Everyone likes to take advantage of tax benefits whenever they can. But when new players start using tax-favored vehicles for questionable purposes, it threatens not just those new players but also those who've used the tax breaks for decades.
That's what Goldman Sachs may be doing to business development companies. Last week, the investment bank said in an SEC filing that it was approaching an initial public offering of shares in its Goldman Sachs Liberty Harbor Capital unit, which it will structure as a BDC in part to "take advantage of specified reduced reporting and other burdens that are otherwise applicable generally to public companies." Those words should strike fear into investors in BDCs that lack those motives, as the scrutiny that a Goldman investment can bring could jeopardize the entire industry.
What's a BDC?
Business development companies are publicly traded entities that invest the bulk of their capital in privately held investments. Different BDCs hold different types of assets, ranging from term loans and closely held traditional and convertible bonds to unregistered equity securities. With a willingness to invest both in senior debt and subordinated debt, BDCs often help bridge the gap that a company faces between the time it gets its initial financing and when it's ready to turn to the public capital markets for the money it needs to expand further.
BDCs also get a tax break from the IRS. As long as they meet the requirements of their BDC status, they don't have to pay corporate-level tax.
The key requirement for investors is that BDCs have to distribute 90% of their income to their shareholders. That has produced extremely high yields for shareholders, with Prospect Capital yielding more than 12% at current levels and rivals Ares Capital and Apollo Investment in the 9% to 10% range.
What's at stake
These three BDCs and many others look like what lawmakers would have intended in creating the special BDC provisions. Ares provides capital to more than 150 different companies, with positions of various sizes. Prospect focuses largely on middle-market companies like Totes Isotoner, reaping higher yields but with arguably more risk by taking on equity exposure. Like Ares, Apollo tends to hold more loans and other debt, with some well-known companies like Ceridian and Aveta within its portfolio.

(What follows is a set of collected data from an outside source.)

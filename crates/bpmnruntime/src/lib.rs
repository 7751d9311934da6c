//! Process execution runtime
//!
//! This crate runs deployed process definitions: it persists instances through
//! a [`ProcessStore`], drives flow nodes through their states, correlates
//! messages, signals and timers, and recovers unfinished work after a restart.

mod config;
mod context;
mod contract;
mod correlation;
mod deployment;
mod engine;
mod graph;
mod lifecycle;
mod operations;
mod recovery;
mod resolver;
mod scheduler;
mod search;
mod state_machine;
mod store;
mod working_set;

pub use config::{ConfigError, EngineConfig};
pub use contract::validate_inputs;
pub use deployment::validate_definition;
pub use engine::ProcessEngine;
pub use graph::FlowGraph;
pub use operations::OperationEvaluator;
pub use recovery::RecoveryReport;
pub use resolver::ExpressionResolver;
pub use scheduler::{EngineHandle, WorkItem};
pub use search::{FlowNodeFilter, FlowNodeSort, SearchOptions, SearchResult};
pub use store::{
    DataUpdate, DocumentUpdate, ExecutionClaim, FlowNodeTrigger, MemoryStore, MutationBatch,
    ProcessActivation, ProcessStore, Successor,
};
pub use working_set::WorkingSet;
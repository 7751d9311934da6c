use crate::evaluator::ExpressionEvaluator;
use crate::expression::ExpressionKind;
use crate::value::Value;
use std::collections::HashMap;
use std::fmt;
use std::sync::Arc;

/// `(receiver type, method, argument type)` key of a method operation
#[derive(Debug, Clone, PartialEq, Eq, Hash)]
pub struct MethodSignature {
    pub receiver_type: String,
    pub method: String,
    pub argument_type: Option<String>,
}

impl MethodSignature {
    pub fn new(receiver_type: &str, method: &str, argument_type: Option<&str>) -> Self {
        Self {
            receiver_type: receiver_type.to_string(),
            method: method.to_string(),
            argument_type: argument_type.map(str::to_string),
        }
    }
}

impl fmt::Display for MethodSignature {
    fn fmt(&self, f: &mut fmt::Formatter<'_>) -> fmt::Result {
        write!(
            f,
            "{}.{}({})",
            self.receiver_type,
            self.method,
            self.argument_type.as_deref().unwrap_or("")
        )
    }
}

/// Method invoked in place on the current value of a data item
pub trait MethodHandler: Send + Sync {
    fn signature(&self) -> MethodSignature;

    /// Mutates `receiver`; the error string becomes the operation failure reason
    fn invoke(&self, receiver: &mut Value, argument: Option<Value>) -> Result<(), String>;

    fn description(&self) -> &str {
        ""
    }
}

/// Registry of expression evaluators and method handlers
pub struct EvaluatorRegistry {
    evaluators: HashMap<ExpressionKind, Arc<dyn ExpressionEvaluator>>,
    methods: HashMap<MethodSignature, Arc<dyn MethodHandler>>,
}

impl EvaluatorRegistry {
    pub fn new() -> Self {
        Self {
            evaluators: HashMap::new(),
            methods: HashMap::new(),
        }
    }

    /// Register an evaluator, replacing any previous one of the same kind
    pub fn register(&mut self, evaluator: Arc<dyn ExpressionEvaluator>) {
        let kind = evaluator.kind();
        tracing::debug!("Registering evaluator: {}", kind);
        self.evaluators.insert(kind, evaluator);
    }

    pub fn register_method(&mut self, handler: Arc<dyn MethodHandler>) {
        let signature = handler.signature();
        tracing::debug!("Registering method: {}", signature);
        self.methods.insert(signature, handler);
    }

    pub fn evaluator(&self, kind: ExpressionKind) -> Option<&Arc<dyn ExpressionEvaluator>> {
        self.evaluators.get(&kind)
    }

    pub fn method(&self, signature: &MethodSignature) -> Option<&Arc<dyn MethodHandler>> {
        self.methods.get(signature)
    }

    pub fn list_kinds(&self) -> Vec<ExpressionKind> {
        let mut kinds: Vec<_> = self.evaluators.keys().copied().collect();
        kinds.sort_by_key(|k| k.as_str());
        kinds
    }

    pub fn list_methods(&self) -> Vec<MethodSignature> {
        let mut signatures: Vec<_> = self.methods.keys().cloned().collect();
        signatures.sort_by_key(|s| s.to_string());
        signatures
    }

    pub fn describe(&self, kind: ExpressionKind) -> Option<&str> {
        self.evaluators.get(&kind).map(|e| e.description())
    }
}

impl Default for EvaluatorRegistry {
    fn default() -> Self {
        Self::new()
    }
}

By contrast, Goldman's BDC is somewhat of an affront to lawmakers' intent. With a stated purpose to reduce disclosure responsibility, Goldman is likely to raise questions not just about Liberty Harbor Capital but the entire class of business development companies.
The move also comes at an unfortunate time, as the federal government looks for ways to cut its budget deficit. Other pass-through tax entities, such as master limited partnerships, have seen threats appear to their favored tax status. So far, Congress has taken no action, but the threat increases whenever an entity is arguably misused.
What BDC investors should do
For now, BDCs aren't likely to lose their tax-favored status. But you'll want to keep an eye open to developments on the tax front. If Goldman's BDC gets bad press, it could lead to an examination of the entire structure that could end up costing you money.